//! # Attribute Projector
//!
//! Walks a model's schema and produces a plain-data snapshot of its state.
//! Field categories are selected through [`ProjectOptions`]; the positional
//! `raw` flag picks between the stored raw value and the getter-exposed
//! value for each persisted/session attribute.
//!
//! Projection is read-only and deterministic: the same model state and the
//! same options always produce the same bag.

use crate::model::{AttrMap, Model};
use serde_json::Value;

/// Field selection for [`Model::attributes`].
#[derive(Debug, Clone)]
pub struct ProjectOptions {
    /// Include session (in-memory only) attributes.
    pub session: bool,
    /// Include persisted attributes.
    pub props: bool,
    /// Include derived attributes.
    pub derived: bool,
    /// Recursively include child projections.
    pub children: bool,
    /// Include collection member projections.
    pub collections: bool,
}

impl Default for ProjectOptions {
    fn default() -> Self {
        Self {
            session: false,
            props: false,
            derived: false,
            children: true,
            collections: true,
        }
    }
}

impl ProjectOptions {
    /// Persisted attributes with the default graph inclusion.
    pub fn persisted() -> Self {
        Self {
            props: true,
            ..Self::default()
        }
    }

    /// Everything the schema declares: session, persisted, and derived.
    pub fn full() -> Self {
        Self {
            session: true,
            props: true,
            derived: true,
            children: true,
            collections: true,
        }
    }
}

impl Model {
    /// Projects this model (and, per options, its graph) to a plain bag.
    ///
    /// A persisted/session field is included when its category is selected
    /// and it resolves to a value: the stored value (raw mode) or the
    /// getter-exposed value, falling back to the field's declared default,
    /// omitted entirely when still unresolved. Derived fields are included
    /// unconditionally when selected. Children nest their own projection
    /// under their name; collections contribute an array of member
    /// projections.
    pub fn attributes(&self, options: &ProjectOptions, raw: bool) -> AttrMap {
        let mut result = AttrMap::new();
        for field in self.schema.fields() {
            let wanted = (options.session && field.session) || (options.props && !field.session);
            if !wanted {
                continue;
            }
            let mut value = if raw {
                self.raw(&field.name).cloned()
            } else {
                self.value(&field.name)
            };
            if value.is_none() {
                value = field.default.clone();
            }
            if let Some(value) = value {
                result.insert(field.name.clone(), value);
            }
        }
        if options.derived {
            for derived in self.schema.derived() {
                result.insert(derived.name.clone(), (derived.compute)(self));
            }
        }
        if options.children {
            for relation in self.schema.children() {
                if let Some(child) = self.child(&relation.name) {
                    result.insert(
                        relation.name.clone(),
                        Value::Object(child.attributes(options, raw)),
                    );
                }
            }
        }
        if options.collections {
            for relation in self.schema.collections() {
                if let Some(collection) = self.collection(&relation.name) {
                    let members = collection
                        .iter()
                        .map(|member| Value::Object(member.attributes(options, raw)))
                        .collect();
                    result.insert(relation.name.clone(), Value::Array(members));
                }
            }
        }
        result
    }
}
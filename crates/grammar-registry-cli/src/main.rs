mod cli;

use anyhow::Context;
use clap::Parser;

pub const PROGRAM_NAME: &str = "grammar-registry";

fn main() -> anyhow::Result<()> {
    let cli = cli::Cli::parse();
    cli.run().context("Running CLI")?;
    Ok(())
}
use grammar_registry::Language;
use itertools::Itertools;

#[derive(Debug, clap::Parser)]
pub(super) struct Cli {
    /// Print only grammar names.
    #[clap(long, short, default_value_t = false)]
    quiet: bool,
}

impl Cli {
    pub(super) fn run(self) -> anyhow::Result<()> {
        for line in self.lines() {
            println!("{line}");
        }
        Ok(())
    }

    fn lines(&self) -> Vec<String> {
        Language::ALL
            .iter()
            .map(|lang| {
                if self.quiet {
                    lang.grammar_name().to_owned()
                } else {
                    format!(
                        "{:<12} {}",
                        lang.grammar_name(),
                        lang.file_extensions().iter().map(|ext| format!(".{ext}")).join(" ")
                    )
                }
            })
            .collect()
    }
}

_Task objective_. Please give back the records exactly as written, beginning at the first line and including the line that holds "Include derived attributes." as the last.

_Result of the exercise_.
//! # Attribute Projector
//!
//! Walks a model's schema and produces a plain-data snapshot of its state.
//! Field categories are selected through [`ProjectOptions`]; the positional
//! `raw` flag picks between the stored raw value and the getter-exposed
//! value for each persisted/session attribute.
//!
//! Projection is read-only and deterministic: the same model state and the
//! same options always produce the same bag.

use crate::model::{AttrMap, Model};
use serde_json::Value;

/// Field selection for [`Model::attributes`].
#[derive(Debug, Clone)]
pub struct ProjectOptions {
    /// Include session (in-memory only) attributes.
    pub session: bool,
    /// Include persisted attributes.
    pub props: bool,
    /// Include derived attributes.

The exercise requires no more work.